# [Exercise details]
Scan the entries line by line and return those with "remove".

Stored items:
======
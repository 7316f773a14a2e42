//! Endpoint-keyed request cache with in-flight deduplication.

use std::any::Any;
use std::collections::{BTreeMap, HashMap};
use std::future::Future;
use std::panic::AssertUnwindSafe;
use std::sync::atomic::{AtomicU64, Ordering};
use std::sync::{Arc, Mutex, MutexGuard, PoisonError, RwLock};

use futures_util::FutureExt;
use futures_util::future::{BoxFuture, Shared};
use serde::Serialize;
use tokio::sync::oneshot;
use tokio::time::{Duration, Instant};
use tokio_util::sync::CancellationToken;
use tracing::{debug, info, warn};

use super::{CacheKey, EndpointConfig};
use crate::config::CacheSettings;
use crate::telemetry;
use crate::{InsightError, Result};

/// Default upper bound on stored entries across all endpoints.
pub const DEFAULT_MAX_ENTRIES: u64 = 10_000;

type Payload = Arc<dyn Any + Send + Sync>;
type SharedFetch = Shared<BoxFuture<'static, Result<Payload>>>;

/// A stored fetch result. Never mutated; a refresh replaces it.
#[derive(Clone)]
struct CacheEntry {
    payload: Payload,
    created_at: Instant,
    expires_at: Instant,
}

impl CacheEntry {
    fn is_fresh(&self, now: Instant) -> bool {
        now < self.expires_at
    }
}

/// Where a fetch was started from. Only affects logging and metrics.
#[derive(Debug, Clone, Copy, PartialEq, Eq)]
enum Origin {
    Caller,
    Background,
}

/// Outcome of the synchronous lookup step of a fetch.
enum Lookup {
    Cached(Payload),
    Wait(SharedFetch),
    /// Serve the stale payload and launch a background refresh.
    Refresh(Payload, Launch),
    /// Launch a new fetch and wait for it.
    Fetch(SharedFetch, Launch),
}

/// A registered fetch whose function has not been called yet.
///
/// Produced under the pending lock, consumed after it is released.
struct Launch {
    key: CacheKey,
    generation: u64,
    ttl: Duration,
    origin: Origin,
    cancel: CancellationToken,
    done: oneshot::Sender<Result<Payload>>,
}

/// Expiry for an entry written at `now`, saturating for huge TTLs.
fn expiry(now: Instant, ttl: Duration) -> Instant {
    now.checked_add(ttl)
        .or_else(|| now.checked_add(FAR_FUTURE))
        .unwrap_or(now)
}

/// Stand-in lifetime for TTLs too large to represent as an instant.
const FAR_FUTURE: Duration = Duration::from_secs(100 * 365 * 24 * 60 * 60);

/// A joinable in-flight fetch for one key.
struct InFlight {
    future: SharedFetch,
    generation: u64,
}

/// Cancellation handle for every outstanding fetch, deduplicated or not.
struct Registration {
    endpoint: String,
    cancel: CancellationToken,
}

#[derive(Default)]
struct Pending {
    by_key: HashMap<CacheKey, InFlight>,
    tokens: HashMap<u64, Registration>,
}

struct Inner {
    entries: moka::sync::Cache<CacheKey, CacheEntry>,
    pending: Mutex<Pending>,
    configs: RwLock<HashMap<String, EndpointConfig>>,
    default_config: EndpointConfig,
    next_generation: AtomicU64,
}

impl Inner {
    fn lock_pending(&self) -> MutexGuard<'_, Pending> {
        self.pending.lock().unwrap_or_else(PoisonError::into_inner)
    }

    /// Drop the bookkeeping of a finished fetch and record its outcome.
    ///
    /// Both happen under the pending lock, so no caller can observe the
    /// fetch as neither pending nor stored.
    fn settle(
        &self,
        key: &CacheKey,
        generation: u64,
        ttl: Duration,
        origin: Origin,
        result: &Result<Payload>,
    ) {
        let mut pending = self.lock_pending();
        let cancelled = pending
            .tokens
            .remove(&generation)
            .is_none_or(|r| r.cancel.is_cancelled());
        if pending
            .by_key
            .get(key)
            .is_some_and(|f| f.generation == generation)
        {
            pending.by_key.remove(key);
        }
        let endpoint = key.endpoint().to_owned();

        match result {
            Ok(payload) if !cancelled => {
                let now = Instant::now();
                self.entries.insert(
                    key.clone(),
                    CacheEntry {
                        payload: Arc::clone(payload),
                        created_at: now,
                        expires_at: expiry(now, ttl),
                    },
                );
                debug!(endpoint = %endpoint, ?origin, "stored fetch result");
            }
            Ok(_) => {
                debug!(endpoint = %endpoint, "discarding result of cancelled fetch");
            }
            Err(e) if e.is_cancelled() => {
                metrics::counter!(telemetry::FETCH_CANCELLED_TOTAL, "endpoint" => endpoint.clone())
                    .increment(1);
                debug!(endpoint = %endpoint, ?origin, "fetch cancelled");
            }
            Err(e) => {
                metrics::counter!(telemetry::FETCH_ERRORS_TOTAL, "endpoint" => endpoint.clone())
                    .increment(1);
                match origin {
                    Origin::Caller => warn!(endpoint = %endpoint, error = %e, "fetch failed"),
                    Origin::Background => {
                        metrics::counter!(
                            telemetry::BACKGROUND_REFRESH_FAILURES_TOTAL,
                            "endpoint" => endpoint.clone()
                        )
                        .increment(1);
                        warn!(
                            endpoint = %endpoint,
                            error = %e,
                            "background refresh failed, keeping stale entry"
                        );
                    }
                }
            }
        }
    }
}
======
# [Task solution]
            .remove(&generation)
            pending.by_key.remove(key);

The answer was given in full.